Baby Toes

Does Bariatric Surgery Make Pregnancy Safer?

Obesity presents many challenges, but perhaps some of the most troubling can be with pregnancy. It can make getting pregnant more difficult. Also, it can lead to complications in pregnancy. So the news that obesity treatment in the form of bariatric surgery might make pregnancy safer is good news indeed.

An Observational Study

First and foremost, we must note that this most recent study is observational. Ibi Ibiebele and colleagues studied the hospital records for 1.6 million women in New South Wales, Australia. They found a large, 13-fold increase in bariatric surgery between 2002 and 2014.

They also looked closely at 326 women who had bariatric surgery between a first and second pregnancy. And that’s where they found the good news. In the second pregnancies, they found lower rates of problems. Less hypertension, fewer preterm births, and fewer admissions to neonatal intensive care. Smoother pregnancies and births.

Of course, this study is observational. It helps that each patient serves as her own control.
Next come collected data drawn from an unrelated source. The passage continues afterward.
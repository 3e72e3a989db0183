//! Purpose: Per-type marshaling surface for Rust structs with a descriptor table.
//! Exports: `Jsonable`, `to_json`, `to_string`, `from_json`, `from_json_with`, `from_str`, `release`.
//! Role: Thin typed wrappers that route every call through the generic core walks.
//! Invariants: Typed and dynamic records produce identical JSON for the same data.
//! Invariants: Decoding always goes through `Record`; typed values are moved out of it.

use std::sync::Arc;

use serde_json::Value;

use crate::core::de::deserialize;
use crate::core::error::Error;
use crate::core::options::DecodeOptions;
use crate::core::record::{Record, RecordAccess};
use crate::core::release::{self as walker, ReleaseStats};
use crate::core::schema::RecordDescriptor;
use crate::core::ser::serialize;
use crate::json::parse;

/// A record type with a static descriptor and lossless moves to and from `Record`.
///
/// Normally implemented by the `jsonable!` macro.
pub trait Jsonable: RecordAccess + Sized {
    fn type_descriptor() -> &'static Arc<RecordDescriptor>;

    fn into_record(self) -> Record;

    fn from_record(record: Record) -> Result<Self, Error>;
}

pub fn to_json<T: RecordAccess>(value: &T) -> Value {
    serialize(value)
}

pub fn to_string<T: RecordAccess>(value: &T) -> String {
    serialize(value).to_string()
}

pub fn from_json<T: Jsonable>(value: &Value) -> Result<T, Error> {
    from_json_with(value, &DecodeOptions::default())
}

pub fn from_json_with<T: Jsonable>(value: &Value, options: &DecodeOptions) -> Result<T, Error> {
    let record = deserialize(value, T::type_descriptor(), options)?;
    T::from_record(record)
}

pub fn from_str<T: Jsonable>(input: &str) -> Result<T, Error> {
    let value = parse::from_str(input)?;
    from_json(&value)
}

/// Consumes a typed instance through the release walker.
pub fn release<T: Jsonable>(value: T) -> ReleaseStats {
    let mut record = value.into_record();
    walker::release(&mut record)
}

#[doc(hidden)]
pub mod __private {
    //! Support items for `jsonable!` expansions. Not part of the stable API.
    use std::sync::Arc;

    use crate::api::field::JsonField;
    use crate::core::error::{Error, ErrorKind};
    use crate::core::record::{FieldValue, Record};
    use crate::core::schema::{FieldKind, RecordDescriptor, RecordDescriptorBuilder};

    pub use std::sync::OnceLock;

    pub fn builder(name: &str) -> RecordDescriptorBuilder {
        RecordDescriptor::builder(name)
    }

    pub fn kind_of<T: JsonField>() -> FieldKind {
        T::kind()
    }

    pub fn finish(name: &str, builder: RecordDescriptorBuilder) -> Arc<RecordDescriptor> {
        match builder.build() {
            Ok(descriptor) => descriptor,
            // Struct fields are unique and typed kinds are valid by construction.
            Err(err) => panic!("record type {name} has an invalid descriptor: {err}"),
        }
    }

    pub fn assemble(descriptor: &Arc<RecordDescriptor>, values: Vec<FieldValue>) -> Record {
        Record::assembled(Arc::clone(descriptor), values)
    }

    pub fn open(
        descriptor: &Arc<RecordDescriptor>,
        record: Record,
    ) -> Result<std::vec::IntoIter<FieldValue>, Error> {
        if !record.descriptor().same_shape(descriptor) {
            return Err(Error::new(ErrorKind::ShapeMismatch)
                .with_message(format!(
                    "record of type {} cannot become {}",
                    record.name(),
                    descriptor.name()
                ))
                .with_record(descriptor.name()));
        }
        Ok(record.into_values().into_iter())
    }

    pub fn take<T: JsonField>(
        values: &mut std::vec::IntoIter<FieldValue>,
        record: &str,
        field: &str,
    ) -> Result<T, Error> {
        let value = values.next().ok_or_else(|| {
            Error::new(ErrorKind::Internal)
                .with_message("record has fewer values than its descriptor")
                .with_record(record)
                .with_field(field)
        })?;
        T::from_value(value).map_err(|err| {
            if err.record().is_some() {
                err.within(field)
            } else {
                err.with_record(record).with_field(field)
            }
        })
    }
}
Nonetheless, bariatric surgery in this study is not a randomized intervention. It could be that other factors influence the choice to have surgery and those factors are responsible for the better outcomes on the second surgery.

Obesity and Pregnancy

Right now, young women who want to have children may or may not have good access to obesity care. But it’s becoming ever more clear that this makes no sense. Mothers with untreated obesity are more likely to have children with obesity. Research has shown that rates of birth defects are lower when a mother has had bariatric surgery. We’ve even seen that surgery can have epigenetic effects with the potential to reduce the genetic risk of obesity in offspring.

Thus, offering better obesity care to potential mothers may be an important way to prevent obesity in the next generation. The die is cast early and thus, access to good obesity care can prevent many problems down the road.

Click here for the study by Ibiebele et al and here for further reporting on it.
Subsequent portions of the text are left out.